- _What to work on_
Pick each line containing "before" out of the records.

- _Data shown_
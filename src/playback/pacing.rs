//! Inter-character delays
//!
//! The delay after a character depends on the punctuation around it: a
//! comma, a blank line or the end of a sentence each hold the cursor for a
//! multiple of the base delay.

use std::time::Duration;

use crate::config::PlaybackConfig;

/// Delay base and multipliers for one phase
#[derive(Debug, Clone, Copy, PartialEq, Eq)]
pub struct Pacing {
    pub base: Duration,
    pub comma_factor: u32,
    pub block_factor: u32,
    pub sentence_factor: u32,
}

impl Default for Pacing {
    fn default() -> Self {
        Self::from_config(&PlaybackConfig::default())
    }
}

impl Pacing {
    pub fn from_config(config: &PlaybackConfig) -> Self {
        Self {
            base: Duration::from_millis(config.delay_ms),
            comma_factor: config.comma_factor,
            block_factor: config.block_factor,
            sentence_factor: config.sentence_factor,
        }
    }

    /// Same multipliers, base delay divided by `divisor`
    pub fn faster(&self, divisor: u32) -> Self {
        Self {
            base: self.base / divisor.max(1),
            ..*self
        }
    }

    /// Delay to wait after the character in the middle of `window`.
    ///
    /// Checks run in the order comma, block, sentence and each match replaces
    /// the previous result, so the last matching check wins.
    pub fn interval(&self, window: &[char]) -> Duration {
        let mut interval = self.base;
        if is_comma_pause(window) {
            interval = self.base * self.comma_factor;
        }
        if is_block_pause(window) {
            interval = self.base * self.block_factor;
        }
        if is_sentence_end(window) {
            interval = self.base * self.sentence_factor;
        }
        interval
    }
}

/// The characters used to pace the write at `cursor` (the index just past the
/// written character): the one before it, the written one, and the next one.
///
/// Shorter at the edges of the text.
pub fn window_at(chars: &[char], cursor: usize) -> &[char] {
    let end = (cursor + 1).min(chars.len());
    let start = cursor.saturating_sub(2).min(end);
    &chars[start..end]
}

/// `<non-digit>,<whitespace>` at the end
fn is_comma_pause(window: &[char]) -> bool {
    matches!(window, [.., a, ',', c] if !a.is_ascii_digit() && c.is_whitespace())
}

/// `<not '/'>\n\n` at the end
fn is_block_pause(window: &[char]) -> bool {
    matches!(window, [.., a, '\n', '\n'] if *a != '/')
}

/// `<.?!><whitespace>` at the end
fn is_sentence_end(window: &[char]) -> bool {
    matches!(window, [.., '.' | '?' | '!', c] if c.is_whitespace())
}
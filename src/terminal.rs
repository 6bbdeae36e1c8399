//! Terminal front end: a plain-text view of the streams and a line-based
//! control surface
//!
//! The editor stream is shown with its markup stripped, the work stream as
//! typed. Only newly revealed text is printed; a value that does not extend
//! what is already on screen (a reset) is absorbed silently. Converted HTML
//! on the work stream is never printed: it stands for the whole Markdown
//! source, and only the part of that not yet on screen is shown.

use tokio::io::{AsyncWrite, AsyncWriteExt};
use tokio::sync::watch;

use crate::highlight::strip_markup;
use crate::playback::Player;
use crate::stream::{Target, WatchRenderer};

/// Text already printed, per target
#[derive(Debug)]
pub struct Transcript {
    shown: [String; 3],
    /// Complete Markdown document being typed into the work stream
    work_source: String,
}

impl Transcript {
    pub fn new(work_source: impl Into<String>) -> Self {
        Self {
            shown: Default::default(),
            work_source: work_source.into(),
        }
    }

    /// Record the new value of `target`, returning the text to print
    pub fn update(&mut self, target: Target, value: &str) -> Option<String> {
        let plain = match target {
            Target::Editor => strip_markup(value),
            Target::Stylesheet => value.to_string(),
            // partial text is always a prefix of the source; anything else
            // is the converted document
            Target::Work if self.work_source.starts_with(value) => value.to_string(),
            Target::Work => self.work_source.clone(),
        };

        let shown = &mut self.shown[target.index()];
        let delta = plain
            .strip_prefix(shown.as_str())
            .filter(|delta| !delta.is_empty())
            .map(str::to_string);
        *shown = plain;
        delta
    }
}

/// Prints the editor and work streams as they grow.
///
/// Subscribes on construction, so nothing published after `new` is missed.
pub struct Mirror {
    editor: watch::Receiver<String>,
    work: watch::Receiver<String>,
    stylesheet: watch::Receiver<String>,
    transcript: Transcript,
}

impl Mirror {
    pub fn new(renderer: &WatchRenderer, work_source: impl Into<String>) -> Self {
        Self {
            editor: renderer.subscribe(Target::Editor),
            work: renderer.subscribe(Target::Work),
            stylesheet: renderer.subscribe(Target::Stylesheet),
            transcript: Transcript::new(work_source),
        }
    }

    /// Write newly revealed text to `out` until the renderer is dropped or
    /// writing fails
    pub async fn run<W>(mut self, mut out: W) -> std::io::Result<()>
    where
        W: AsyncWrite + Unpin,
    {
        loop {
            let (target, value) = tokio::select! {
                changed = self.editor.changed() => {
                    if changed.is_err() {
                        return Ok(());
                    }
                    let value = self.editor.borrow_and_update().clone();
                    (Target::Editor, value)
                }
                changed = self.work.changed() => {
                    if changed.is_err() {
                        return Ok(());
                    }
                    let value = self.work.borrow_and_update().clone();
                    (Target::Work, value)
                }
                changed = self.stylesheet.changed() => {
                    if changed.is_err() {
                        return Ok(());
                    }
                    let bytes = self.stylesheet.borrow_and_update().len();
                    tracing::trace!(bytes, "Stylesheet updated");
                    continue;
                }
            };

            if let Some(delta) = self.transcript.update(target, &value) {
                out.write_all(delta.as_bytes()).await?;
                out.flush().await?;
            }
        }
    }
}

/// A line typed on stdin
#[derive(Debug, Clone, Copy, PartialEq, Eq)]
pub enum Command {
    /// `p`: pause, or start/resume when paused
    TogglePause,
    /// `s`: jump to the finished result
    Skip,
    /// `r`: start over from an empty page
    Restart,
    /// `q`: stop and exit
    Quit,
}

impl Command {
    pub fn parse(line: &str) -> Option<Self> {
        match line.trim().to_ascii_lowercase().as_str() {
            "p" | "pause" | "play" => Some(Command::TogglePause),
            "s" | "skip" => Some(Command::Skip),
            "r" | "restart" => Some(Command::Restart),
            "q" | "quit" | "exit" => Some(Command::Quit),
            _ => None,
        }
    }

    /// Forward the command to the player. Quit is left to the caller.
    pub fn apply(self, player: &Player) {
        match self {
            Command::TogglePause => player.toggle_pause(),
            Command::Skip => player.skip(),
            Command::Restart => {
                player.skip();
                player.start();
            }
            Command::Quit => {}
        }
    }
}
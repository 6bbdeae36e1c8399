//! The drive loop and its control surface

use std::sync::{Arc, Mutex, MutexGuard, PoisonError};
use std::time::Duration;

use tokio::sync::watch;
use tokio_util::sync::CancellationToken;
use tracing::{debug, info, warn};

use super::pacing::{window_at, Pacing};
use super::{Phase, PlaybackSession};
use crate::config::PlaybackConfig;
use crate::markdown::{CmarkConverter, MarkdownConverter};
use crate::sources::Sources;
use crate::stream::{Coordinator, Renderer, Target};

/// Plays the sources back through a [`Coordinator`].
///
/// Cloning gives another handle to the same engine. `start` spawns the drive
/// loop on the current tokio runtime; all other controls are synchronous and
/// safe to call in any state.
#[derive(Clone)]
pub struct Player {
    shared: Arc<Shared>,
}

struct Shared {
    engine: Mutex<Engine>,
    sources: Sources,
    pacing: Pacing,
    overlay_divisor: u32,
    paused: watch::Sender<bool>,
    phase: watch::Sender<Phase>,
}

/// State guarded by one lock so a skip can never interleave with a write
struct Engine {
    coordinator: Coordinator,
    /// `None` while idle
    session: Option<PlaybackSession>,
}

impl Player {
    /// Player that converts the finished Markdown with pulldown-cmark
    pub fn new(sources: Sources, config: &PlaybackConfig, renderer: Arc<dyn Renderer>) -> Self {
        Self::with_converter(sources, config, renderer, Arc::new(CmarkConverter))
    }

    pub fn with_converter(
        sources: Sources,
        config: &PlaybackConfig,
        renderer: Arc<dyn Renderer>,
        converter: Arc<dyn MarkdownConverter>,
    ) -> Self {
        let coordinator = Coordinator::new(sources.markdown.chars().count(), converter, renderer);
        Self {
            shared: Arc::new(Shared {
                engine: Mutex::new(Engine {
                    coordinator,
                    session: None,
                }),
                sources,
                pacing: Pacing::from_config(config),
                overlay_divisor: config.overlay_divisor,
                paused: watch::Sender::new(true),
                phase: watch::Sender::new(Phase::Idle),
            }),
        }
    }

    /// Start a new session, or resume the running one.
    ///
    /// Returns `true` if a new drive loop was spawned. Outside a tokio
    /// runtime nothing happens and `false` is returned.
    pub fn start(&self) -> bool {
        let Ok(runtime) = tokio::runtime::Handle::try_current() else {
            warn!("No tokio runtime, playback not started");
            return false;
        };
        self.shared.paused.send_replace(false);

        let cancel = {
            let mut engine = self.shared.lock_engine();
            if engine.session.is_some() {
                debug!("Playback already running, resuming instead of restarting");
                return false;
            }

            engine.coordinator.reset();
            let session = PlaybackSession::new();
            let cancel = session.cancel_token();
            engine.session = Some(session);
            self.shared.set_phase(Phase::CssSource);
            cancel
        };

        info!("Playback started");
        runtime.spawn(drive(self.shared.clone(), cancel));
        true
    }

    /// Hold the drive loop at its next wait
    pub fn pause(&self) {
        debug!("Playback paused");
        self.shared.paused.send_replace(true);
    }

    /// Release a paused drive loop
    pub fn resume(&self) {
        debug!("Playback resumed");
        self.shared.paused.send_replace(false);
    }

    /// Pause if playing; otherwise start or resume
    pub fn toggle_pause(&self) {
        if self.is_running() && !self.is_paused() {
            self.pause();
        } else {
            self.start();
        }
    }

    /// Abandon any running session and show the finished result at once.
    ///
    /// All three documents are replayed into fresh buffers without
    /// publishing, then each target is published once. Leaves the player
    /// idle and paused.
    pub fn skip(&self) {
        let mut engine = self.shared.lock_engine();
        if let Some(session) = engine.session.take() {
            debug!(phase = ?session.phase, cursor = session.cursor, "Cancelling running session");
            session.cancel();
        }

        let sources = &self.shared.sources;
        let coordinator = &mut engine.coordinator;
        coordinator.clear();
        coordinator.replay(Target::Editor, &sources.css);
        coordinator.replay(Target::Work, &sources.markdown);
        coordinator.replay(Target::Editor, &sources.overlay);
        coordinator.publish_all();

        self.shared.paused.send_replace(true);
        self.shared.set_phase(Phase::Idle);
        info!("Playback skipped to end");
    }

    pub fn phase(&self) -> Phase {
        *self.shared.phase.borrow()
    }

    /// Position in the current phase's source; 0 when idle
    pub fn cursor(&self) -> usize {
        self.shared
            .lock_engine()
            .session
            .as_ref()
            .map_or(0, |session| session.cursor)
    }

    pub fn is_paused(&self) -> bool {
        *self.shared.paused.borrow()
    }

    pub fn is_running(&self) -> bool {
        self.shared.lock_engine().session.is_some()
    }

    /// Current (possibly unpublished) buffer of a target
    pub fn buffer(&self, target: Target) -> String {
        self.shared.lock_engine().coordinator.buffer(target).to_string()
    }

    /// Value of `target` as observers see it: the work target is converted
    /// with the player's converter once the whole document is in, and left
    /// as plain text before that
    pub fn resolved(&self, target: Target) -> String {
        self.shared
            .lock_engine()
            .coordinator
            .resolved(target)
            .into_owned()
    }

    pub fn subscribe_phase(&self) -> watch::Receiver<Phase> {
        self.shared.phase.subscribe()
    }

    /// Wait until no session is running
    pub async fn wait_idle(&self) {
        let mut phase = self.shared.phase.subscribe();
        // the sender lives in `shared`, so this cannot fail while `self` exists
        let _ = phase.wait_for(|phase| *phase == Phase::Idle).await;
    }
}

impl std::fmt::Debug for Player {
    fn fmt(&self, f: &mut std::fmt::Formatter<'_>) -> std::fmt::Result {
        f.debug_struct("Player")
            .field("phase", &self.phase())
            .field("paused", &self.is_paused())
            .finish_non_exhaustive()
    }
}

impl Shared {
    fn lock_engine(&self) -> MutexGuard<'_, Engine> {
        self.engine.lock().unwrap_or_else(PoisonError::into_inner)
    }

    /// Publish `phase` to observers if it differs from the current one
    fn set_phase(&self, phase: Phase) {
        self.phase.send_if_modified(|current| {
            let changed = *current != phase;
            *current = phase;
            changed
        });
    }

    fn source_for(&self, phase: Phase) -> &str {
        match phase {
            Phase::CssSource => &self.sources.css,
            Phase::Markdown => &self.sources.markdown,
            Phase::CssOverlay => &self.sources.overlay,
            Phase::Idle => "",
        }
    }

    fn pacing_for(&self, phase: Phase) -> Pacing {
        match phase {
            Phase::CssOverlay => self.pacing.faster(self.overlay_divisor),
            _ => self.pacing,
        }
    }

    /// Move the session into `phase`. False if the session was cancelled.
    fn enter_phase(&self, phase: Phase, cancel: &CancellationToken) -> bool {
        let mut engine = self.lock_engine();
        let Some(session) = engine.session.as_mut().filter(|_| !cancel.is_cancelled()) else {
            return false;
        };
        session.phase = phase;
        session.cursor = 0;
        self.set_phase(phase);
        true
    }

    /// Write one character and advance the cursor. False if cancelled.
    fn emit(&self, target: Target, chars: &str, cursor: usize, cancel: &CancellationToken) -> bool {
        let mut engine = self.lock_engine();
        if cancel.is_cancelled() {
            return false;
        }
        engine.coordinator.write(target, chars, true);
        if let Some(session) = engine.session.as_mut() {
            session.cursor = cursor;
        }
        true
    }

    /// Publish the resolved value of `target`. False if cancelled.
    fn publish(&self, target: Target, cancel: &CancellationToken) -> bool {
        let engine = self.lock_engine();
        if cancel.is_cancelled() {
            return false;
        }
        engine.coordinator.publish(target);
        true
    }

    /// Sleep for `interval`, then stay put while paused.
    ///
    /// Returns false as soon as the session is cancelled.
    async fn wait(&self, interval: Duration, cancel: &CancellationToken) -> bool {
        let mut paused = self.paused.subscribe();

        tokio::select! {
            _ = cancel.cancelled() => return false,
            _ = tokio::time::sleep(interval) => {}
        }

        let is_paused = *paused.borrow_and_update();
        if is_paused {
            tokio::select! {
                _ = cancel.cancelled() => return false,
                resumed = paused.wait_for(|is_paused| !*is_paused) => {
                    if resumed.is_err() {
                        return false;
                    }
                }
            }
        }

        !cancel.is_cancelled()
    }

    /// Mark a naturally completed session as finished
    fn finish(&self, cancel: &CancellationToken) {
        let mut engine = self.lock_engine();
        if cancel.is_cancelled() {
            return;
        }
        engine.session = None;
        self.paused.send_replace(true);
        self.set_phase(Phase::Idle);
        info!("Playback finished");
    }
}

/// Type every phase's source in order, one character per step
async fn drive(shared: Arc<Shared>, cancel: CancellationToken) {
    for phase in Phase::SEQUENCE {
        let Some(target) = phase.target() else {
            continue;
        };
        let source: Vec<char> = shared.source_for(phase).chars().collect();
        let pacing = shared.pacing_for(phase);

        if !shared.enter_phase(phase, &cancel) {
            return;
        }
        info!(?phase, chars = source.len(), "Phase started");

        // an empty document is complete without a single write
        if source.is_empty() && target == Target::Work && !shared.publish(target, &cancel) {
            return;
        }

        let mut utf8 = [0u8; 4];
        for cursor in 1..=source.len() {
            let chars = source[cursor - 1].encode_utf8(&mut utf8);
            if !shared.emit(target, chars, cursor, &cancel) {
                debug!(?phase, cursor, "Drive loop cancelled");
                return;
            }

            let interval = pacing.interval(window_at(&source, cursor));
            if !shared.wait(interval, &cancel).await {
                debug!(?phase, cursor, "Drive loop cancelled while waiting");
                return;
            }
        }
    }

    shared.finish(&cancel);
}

- _Exercise response_
/// written character): the one before it, the written one, and the next one.
    /// as plain text before that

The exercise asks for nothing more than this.